グループ傘下のダイハツは、認証不正で稼働停止した前年の反動増があったものの、2024年11月に適用された新たな法規対応への遅れやインドネシアの低迷などで、2024年度のグローバル生産は、前年度比0.2%減の143万8910台と2年連続で前年実績を下回った。このうち国内生産は、同5.5%増の65万6851台と2年ぶりに増加したが、2022年度と比べると24.7%減という低水準だ。

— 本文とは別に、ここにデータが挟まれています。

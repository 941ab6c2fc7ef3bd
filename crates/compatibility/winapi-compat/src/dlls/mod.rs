//! 仿真 DLL 例程

pub mod advapi32;

use crate::api::ApiTable;

/// Register every emulated routine family
pub fn register_all(table: &mut ApiTable) {
    table.register_all(advapi32::ROUTINES);
}
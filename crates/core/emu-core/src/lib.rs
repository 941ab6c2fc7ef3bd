//! # emu-core - 仿真核心库
//!
//! 提供仿真框架共享的基础类型。
//!
//! ## 主要组件
//!
//! - **架构标签**: [`GuestArch`], [`Endian`], [`CpuModel`]
//! - **错误类型**: [`EmuError`] 与 [`Result`]
//! - **客户内存**: [`GuestMemory`] trait 以及软件实现 [`SoftMemory`]
//! - **客户堆**: [`GuestHeap`] 首次适配分配器
//! - **配置档案**: [`Profile`] 大小写不敏感的 TOML 查找
//! - **日志**: [`Verbosity`] 与 [`init_logging`]
//!
//! ## 示例
//!
//! ```rust
//! use emu_core::{GuestArch, Endian, GuestMemory, SoftMemory};
//!
//! let mut mem = SoftMemory::new(GuestArch::X86, Endian::Little);
//! mem.map(0x1000, 0x1000, "scratch").unwrap();
//! mem.write_ptr(0x1000, 0xdeadbeef, None).unwrap();
//! assert_eq!(mem.read_ptr(0x1000, None).unwrap(), 0xdeadbeef);
//! ```

// 模块定义
pub mod arch;
pub mod error;
pub mod heap;
pub mod logging;
pub mod memory;
pub mod profile;

pub use arch::{CpuModel, Endian, GuestArch};
pub use error::{EmuError, Result};
pub use heap::GuestHeap;
pub use logging::{Verbosity, init_logging};
pub use memory::{GuestMemory, MemRegion, SoftMemory};
pub use profile::{Profile, ProfileSection};
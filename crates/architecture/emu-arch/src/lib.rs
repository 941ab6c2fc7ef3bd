//! # emu-arch - 架构抽象层
//!
//! 为每种客户 ISA 构建 CPU 引擎、寄存器管理器、反汇编器与汇编器。
//!
//! ## 主要组件
//!
//! - **架构上下文**: [`ArchContext`] 按需构建并缓存各成员
//! - **CPU 引擎**: [`CpuEngine`] trait 与内置软件实现 [`SoftCpu`]
//! - **寄存器**: [`RegisterManager`] 与每个 ISA 的寄存器表
//! - **反汇编/汇编**: [`Disassembler`] (capstone), [`Assembler`] (keystone, 可选特性)
//! - **协处理器**: [`CprManager`], [`Cpr64Manager`]
//! - **Cortex-M**: 复位与中断帧处理
//!
//! ## 示例
//!
//! ```rust
//! use emu_arch::ArchContext;
//! use emu_core::{Endian, GuestArch};
//!
//! let ctx = ArchContext::new(GuestArch::Mips, Endian::Big, None);
//! let regs = ctx.registers().unwrap();
//! regs.set_sp(0x7fff_0000).unwrap();
//! assert_eq!(regs.read("r29").unwrap(), 0x7fff_0000);
//! ```

pub mod asm;
pub mod context;
pub mod cortex_m;
pub mod cpr;
pub mod disasm;
pub mod engine;
pub mod isa;
pub mod register;

pub use asm::Assembler;
pub use context::{ArchContext, EngineFactory, SharedEngine};
pub use cpr::{Cpr64Manager, CprAccess, CprManager, CprReg, SysReg};
pub use disasm::{Disassembler, Insn};
pub use engine::{CpuEngine, EngineMode, RegId, SoftCpu, StopReason, engine_mode};
pub use isa::{RegDef, RegTable, reg_table};
pub use register::RegisterManager;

内訳は軽自動車が前年度比3.5%増の47万9187台、登録車は同11.0%増の17万7664台だった。
認証不正で2023年12月末から生産を停止したダイハツは、2024年7月には全ての現行車種の生産を再開したが、認証不正問題の影響で新規開発や認証業務を中断したことで、継続生産車にも適用された新法規の対応に一部車種が間に合わないため生産を11月には再び停止する事態となった。その後、順次対応を進め、2025年2月には全ての国内生産車の法規対応を完了した。その結果、3月単月の国内生産は、中央発條の爆発事故による稼働停止が発生したが、前年の認証不正問題による生産停止の反動により、前年同月比78.0%増の5万4202台と3カ月連続のプラスとなった。
海外生産は、前年度比4.5%減の78万2059台と2年連続で減少した。要因はインドネシアで、自動車ローンの金利上昇などにより市場が低迷し、同9.7%減と2年連続の前年割れとなった。一方、マレーシアは同2.4%増と年度として過去最高を更新した。
ただ、足元では減少に転じており、2025年3月単月の海外生産は、前年同月比6.9%減の5万9761台と3カ月連続のマイナス。インドネシアは同7.5%減と20カ月連続の減少。マレーシアも同6.3%減と2カ月ぶりのマイナスだった。とはいえ、国内生産が回復した影響は大きく、3月の世界生産は同20.4%増の11万3963台と4カ月連続で増加した。